EXERCISE INSTRUCTIONS: Beginning with the first line of the data below, set down each line exactly through the line that contains "object map is a".

##### RECORD EXTRACTS

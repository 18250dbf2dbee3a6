//! Canonical encoding
//!
//! Everything that is hashed or signed goes through [`to_canonical_bytes`].
//! Values are first lowered to a `serde_json::Value`, whose object map is a
//! `BTreeMap`, so keys come out sorted at every nesting level regardless of
//! struct field order. Floats use serde_json's shortest round-trip form, so a
//! given `f64` always produces the same bytes.

use serde::Serialize;
use sha2::{Digest, Sha256};
use thiserror::Error;

/// Errors raised while producing canonical bytes
#[derive(Debug, Error)]
pub enum EncodingError {
    #[error("JSON encoding failed: {0}")]
    Json(#[from] serde_json::Error),

    /// NaN and infinities have no JSON representation and would collapse to `null`
    #[error("Non-finite number in field `{0}`")]
    NonFiniteNumber(&'static str),
}

/// Serialize `value` to its canonical byte form (sorted keys, compact JSON).
pub fn to_canonical_bytes<T: Serialize + ?Sized>(value: &T) -> Result<Vec<u8>, EncodingError> {
    let value = serde_json::to_value(value)?;
    Ok(serde_json::to_vec(&value)?)
}

/// Reject NaN / infinite values before they reach the encoder.
pub fn ensure_finite(field: &'static str, value: f64) -> Result<f64, EncodingError> {
    if value.is_finite() {
        Ok(value)
    } else {
        Err(EncodingError::NonFiniteNumber(field))
    }
}

/// Lowercase hex SHA-256 digest of `data`.
pub fn sha256_hex(data: impl AsRef<[u8]>) -> String {
    let mut hasher = Sha256::new();
    hasher.update(data.as_ref());
    hex::encode(hasher.finalize())
}
use chrono::{DateTime, Utc};
use serde::{Deserialize, Serialize};
use std::fmt;
use thiserror::Error;

use crate::encoding::{ensure_finite, sha256_hex, to_canonical_bytes, EncodingError};
use crate::types::report::HealthReport;
use crate::types::unix_timestamp;
use crate::util::merkle::compute_merkle_root;

/// `previous_hash` of the genesis block
pub const GENESIS_PREVIOUS_HASH: &str = "0";

/// Block-related errors
#[derive(Debug, Error)]
pub enum BlockError {
    #[error("Block encoding failed: {0}")]
    Encoding(#[from] EncodingError),

    #[error("Invalid block hash: expected {expected}, got {actual}")]
    InvalidHash { expected: String, actual: String },

    #[error("Merkle root mismatch: expected {expected}, got {actual}")]
    MerkleRootMismatch { expected: String, actual: String },

    #[error("Invalid proof of work: hash {hash} does not have {difficulty} leading zeros")]
    InvalidProofOfWork { hash: String, difficulty: u32 },

    #[error("Previous hash mismatch: expected {expected}, got {actual}")]
    InvalidPreviousHash { expected: String, actual: String },

    #[error("Invalid block index: expected {expected}, got {actual}")]
    InvalidIndex { expected: u64, actual: u64 },
}

/// Whether `hash` starts with at least `difficulty` hex zero digits
pub fn hash_meets_difficulty(hash: &str, difficulty: u32) -> bool {
    let required = difficulty as usize;
    hash.len() >= required && hash.bytes().take(required).all(|b| b == b'0')
}

/// The six fields committed to by a block hash. `merkle_root` and `hash`
/// are deliberately absent: the hash commits to the raw report list.
#[derive(Serialize)]
struct HashPayload<'a> {
    index: u64,
    timestamp: f64,
    transactions: &'a [HealthReport],
    previous_hash: &'a str,
    nonce: u64,
    difficulty: u32,
}

/// A block of health reports.
///
/// Only `nonce` and `hash` change after construction, and only while the
/// proof-of-work search is running.
#[derive(Debug, Clone, PartialEq, Serialize, Deserialize)]
pub struct Block {
    index: u64,
    /// Seconds since the Unix epoch
    timestamp: f64,
    transactions: Vec<HealthReport>,
    previous_hash: String,
    merkle_root: String,
    /// Required number of leading zero hex digits
    difficulty: u32,
    nonce: u64,
    hash: String,
}

impl Block {
    /// Create a new block stamped with the current time
    pub fn new(
        index: u64,
        transactions: Vec<HealthReport>,
        previous_hash: impl Into<String>,
        difficulty: u32,
    ) -> Result<Self, BlockError> {
        Self::with_timestamp(index, unix_timestamp(), transactions, previous_hash, difficulty)
    }

    /// Create a new block with an explicit timestamp
    pub fn with_timestamp(
        index: u64,
        timestamp: f64,
        transactions: Vec<HealthReport>,
        previous_hash: impl Into<String>,
        difficulty: u32,
    ) -> Result<Self, BlockError> {
        let mut block = Self {
            index,
            timestamp: ensure_finite("timestamp", timestamp)?,
            transactions,
            previous_hash: previous_hash.into(),
            merkle_root: String::new(),
            difficulty,
            nonce: 0,
            hash: String::new(),
        };
        block.merkle_root = block.calculate_merkle_root()?;
        block.hash = block.compute_hash()?;
        Ok(block)
    }

    /// Create the genesis block: index 0, no reports, root sentinel as parent
    pub fn genesis(difficulty: u32) -> Result<Self, BlockError> {
        Self::new(0, Vec::new(), GENESIS_PREVIOUS_HASH, difficulty)
    }

    /// Calculate the hash of this block from its current fields
    pub fn compute_hash(&self) -> Result<String, BlockError> {
        let payload = HashPayload {
            index: self.index,
            timestamp: self.timestamp,
            transactions: &self.transactions,
            previous_hash: &self.previous_hash,
            nonce: self.nonce,
            difficulty: self.difficulty,
        };
        Ok(sha256_hex(to_canonical_bytes(&payload)?))
    }

    /// Calculate the Merkle root of this block's reports
    pub fn calculate_merkle_root(&self) -> Result<String, BlockError> {
        Ok(compute_merkle_root(&self.transactions)?)
    }

    /// Recompute the hash from the current nonce and store it
    pub fn refresh_hash(&mut self) -> Result<&str, BlockError> {
        self.hash = self.compute_hash()?;
        Ok(&self.hash)
    }

    /// Increment the nonce for mining
    pub fn increment_nonce(&mut self) {
        self.nonce = self.nonce.wrapping_add(1);
    }

    /// Check if the stored hash meets the block's difficulty
    pub fn meets_difficulty(&self) -> bool {
        hash_meets_difficulty(&self.hash, self.difficulty)
    }

    /// Check that the stored hash and Merkle root match the block contents
    pub fn verify_integrity(&self) -> Result<(), BlockError> {
        let expected_root = self.calculate_merkle_root()?;
        if expected_root != self.merkle_root {
            return Err(BlockError::MerkleRootMismatch {
                expected: expected_root,
                actual: self.merkle_root.clone(),
            });
        }

        let expected_hash = self.compute_hash()?;
        if expected_hash != self.hash {
            return Err(BlockError::InvalidHash {
                expected: expected_hash,
                actual: self.hash.clone(),
            });
        }
        Ok(())
    }

    /// Full check of a sealed block: integrity plus proof of work
    pub fn validate(&self) -> Result<(), BlockError> {
        self.verify_integrity()?;
        if !self.meets_difficulty() {
            return Err(BlockError::InvalidProofOfWork {
                hash: self.hash.clone(),
                difficulty: self.difficulty,
            });
        }
        Ok(())
    }

    pub fn index(&self) -> u64 {
        self.index
    }

    pub fn timestamp(&self) -> f64 {
        self.timestamp
    }

    pub fn transactions(&self) -> &[HealthReport] {
        &self.transactions
    }

    /// Consume the block, returning its reports
    pub fn into_transactions(self) -> Vec<HealthReport> {
        self.transactions
    }

    pub fn previous_hash(&self) -> &str {
        &self.previous_hash
    }

    pub fn merkle_root(&self) -> &str {
        &self.merkle_root
    }

    pub fn difficulty(&self) -> u32 {
        self.difficulty
    }

    pub fn nonce(&self) -> u64 {
        self.nonce
    }

    pub fn hash(&self) -> &str {
        &self.hash
    }

    pub fn is_genesis(&self) -> bool {
        self.index == 0
    }
}

impl fmt::Display for Block {
    fn fmt(&self, f: &mut fmt::Formatter<'_>) -> fmt::Result {
        let secs = self.timestamp.trunc() as i64;
        let nanos = (self.timestamp.fract() * 1e9) as u32;
        let created = DateTime::<Utc>::from_timestamp(secs, nanos)
            .map(|dt| dt.format("%a %b %e %H:%M:%S %Y").to_string())
            .unwrap_or_else(|| self.timestamp.to_string());

        writeln!(f, "Block #{}", self.index)?;
        writeln!(f, "  Timestamp   : {}", created)?;
        writeln!(f, "  Nonce       : {}", self.nonce)?;
        writeln!(f, "  Difficulty  : {}", self.difficulty)?;
        writeln!(f, "  Merkle Root : {}", self.merkle_root)?;
        writeln!(f, "  Prev Hash   : {}", self.previous_hash)?;
        writeln!(f, "  Curr Hash   : {}", self.hash)?;
        write!(f, "  Transactions: {}", self.transactions.len())
    }
}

##########

ANSWER TO THE EXERCISE:
repository 18250dbf2dbee3a6
//! Canonical encoding
//!
//! Everything that is hashed or signed goes through [`to_canonical_bytes`].
//! Values are first lowered to a `serde_json::Value`, whose object map is a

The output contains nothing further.